• PROBLEM TO SOLVE: Print all records exactly, leaving nothing out.

[Saved entries]
▼

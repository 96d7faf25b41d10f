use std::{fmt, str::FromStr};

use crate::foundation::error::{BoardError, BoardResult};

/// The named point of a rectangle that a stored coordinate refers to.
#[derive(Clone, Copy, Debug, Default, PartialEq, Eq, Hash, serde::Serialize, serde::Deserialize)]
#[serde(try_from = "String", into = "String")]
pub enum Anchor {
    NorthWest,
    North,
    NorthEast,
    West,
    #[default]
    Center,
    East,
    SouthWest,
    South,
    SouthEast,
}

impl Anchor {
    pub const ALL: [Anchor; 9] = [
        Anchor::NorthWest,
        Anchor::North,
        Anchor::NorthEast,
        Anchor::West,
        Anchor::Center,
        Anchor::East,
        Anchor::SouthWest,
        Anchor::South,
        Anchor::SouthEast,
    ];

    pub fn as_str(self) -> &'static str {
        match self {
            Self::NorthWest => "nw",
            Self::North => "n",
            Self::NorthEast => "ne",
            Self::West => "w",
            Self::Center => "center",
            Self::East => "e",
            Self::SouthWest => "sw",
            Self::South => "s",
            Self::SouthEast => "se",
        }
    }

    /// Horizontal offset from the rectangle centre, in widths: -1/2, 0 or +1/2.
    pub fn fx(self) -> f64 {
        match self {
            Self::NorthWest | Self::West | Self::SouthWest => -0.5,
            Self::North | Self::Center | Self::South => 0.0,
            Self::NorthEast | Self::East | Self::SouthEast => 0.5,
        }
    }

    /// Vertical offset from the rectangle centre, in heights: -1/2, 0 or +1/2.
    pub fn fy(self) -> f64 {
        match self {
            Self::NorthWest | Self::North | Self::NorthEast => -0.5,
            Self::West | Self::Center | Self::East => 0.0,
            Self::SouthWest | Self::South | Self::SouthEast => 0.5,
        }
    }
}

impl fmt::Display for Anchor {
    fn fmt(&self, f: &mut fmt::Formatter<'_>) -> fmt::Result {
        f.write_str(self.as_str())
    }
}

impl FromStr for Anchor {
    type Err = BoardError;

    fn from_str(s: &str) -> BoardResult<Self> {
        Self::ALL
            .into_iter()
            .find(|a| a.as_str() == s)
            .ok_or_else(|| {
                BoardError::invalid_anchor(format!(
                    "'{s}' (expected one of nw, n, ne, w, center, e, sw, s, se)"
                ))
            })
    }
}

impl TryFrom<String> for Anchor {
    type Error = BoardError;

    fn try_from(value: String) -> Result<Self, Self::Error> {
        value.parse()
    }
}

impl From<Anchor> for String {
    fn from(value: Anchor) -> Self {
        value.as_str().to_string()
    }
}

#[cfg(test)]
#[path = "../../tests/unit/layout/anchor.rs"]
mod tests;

▲

• WRITTEN ANSWER:
repository 96d7faf25b41d10f
use std::{fmt, str::FromStr};

use crate::foundation::error::{BoardError, BoardResult};

/// The named point of a rectangle that a stored coordinate refers to.
#[derive(Clone, Copy, Debug, Default, PartialEq, Eq, Hash, serde::Serialize, serde::Deserialize)]
#[serde(try_from = "String", into = "String")]
pub enum Anchor {
    NorthWest,
    North,
    NorthEast,
    West,
    #[default]
    Center,
    East,
    SouthWest,
    South,
    SouthEast,
}

impl Anchor {
    pub const ALL: [Anchor; 9] = [
        Anchor::NorthWest,
        Anchor::North,
        Anchor::NorthEast,
        Anchor::West,
        Anchor::Center,
        Anchor::East,
        Anchor::SouthWest,
        Anchor::South,
        Anchor::SouthEast,
    ];

    pub fn as_str(self) -> &'static str {
        match self {
            Self::NorthWest => "nw",
            Self::North => "n",
            Self::NorthEast => "ne",
            Self::West => "w",
            Self::Center => "center",
            Self::East => "e",
            Self::SouthWest => "sw",
            Self::South => "s",
            Self::SouthEast => "se",
        }
    }

    /// Horizontal offset from the rectangle centre, in widths: -1/2, 0 or +1/2.
    pub fn fx(self) -> f64 {
        match self {
            Self::NorthWest | Self::West | Self::SouthWest => -0.5,
            Self::North | Self::Center | Self::South => 0.0,
            Self::NorthEast | Self::East | Self::SouthEast => 0.5,
        }
    }

    /// Vertical offset from the rectangle centre, in heights: -1/2, 0 or +1/2.
    pub fn fy(self) -> f64 {
        match self {
            Self::NorthWest | Self::North | Self::NorthEast => -0.5,
            Self::West | Self::Center | Self::East => 0.0,
            Self::SouthWest | Self::South | Self::SouthEast => 0.5,
        }
    }
}

impl fmt::Display for Anchor {
    fn fmt(&self, f: &mut fmt::Formatter<'_>) -> fmt::Result {
        f.write_str(self.as_str())
    }
}

impl FromStr for Anchor {
    type Err = BoardError;

    fn from_str(s: &str) -> BoardResult<Self> {
        Self::ALL
            .into_iter()
            .find(|a| a.as_str() == s)
            .ok_or_else(|| {
                BoardError::invalid_anchor(format!(
                    "'{s}' (expected one of nw, n, ne, w, center, e, sw, s, se)"
                ))
            })
    }
}

impl TryFrom<String> for Anchor {
    type Error = BoardError;

    fn try_from(value: String) -> Result<Self, Self::Error> {
        value.parse()
    }
}

impl From<Anchor> for String {
    fn from(value: Anchor) -> Self {
        value.as_str().to_string()
    }
}

#[cfg(test)]
#[path = "../../tests/unit/layout/anchor.rs"]
mod tests;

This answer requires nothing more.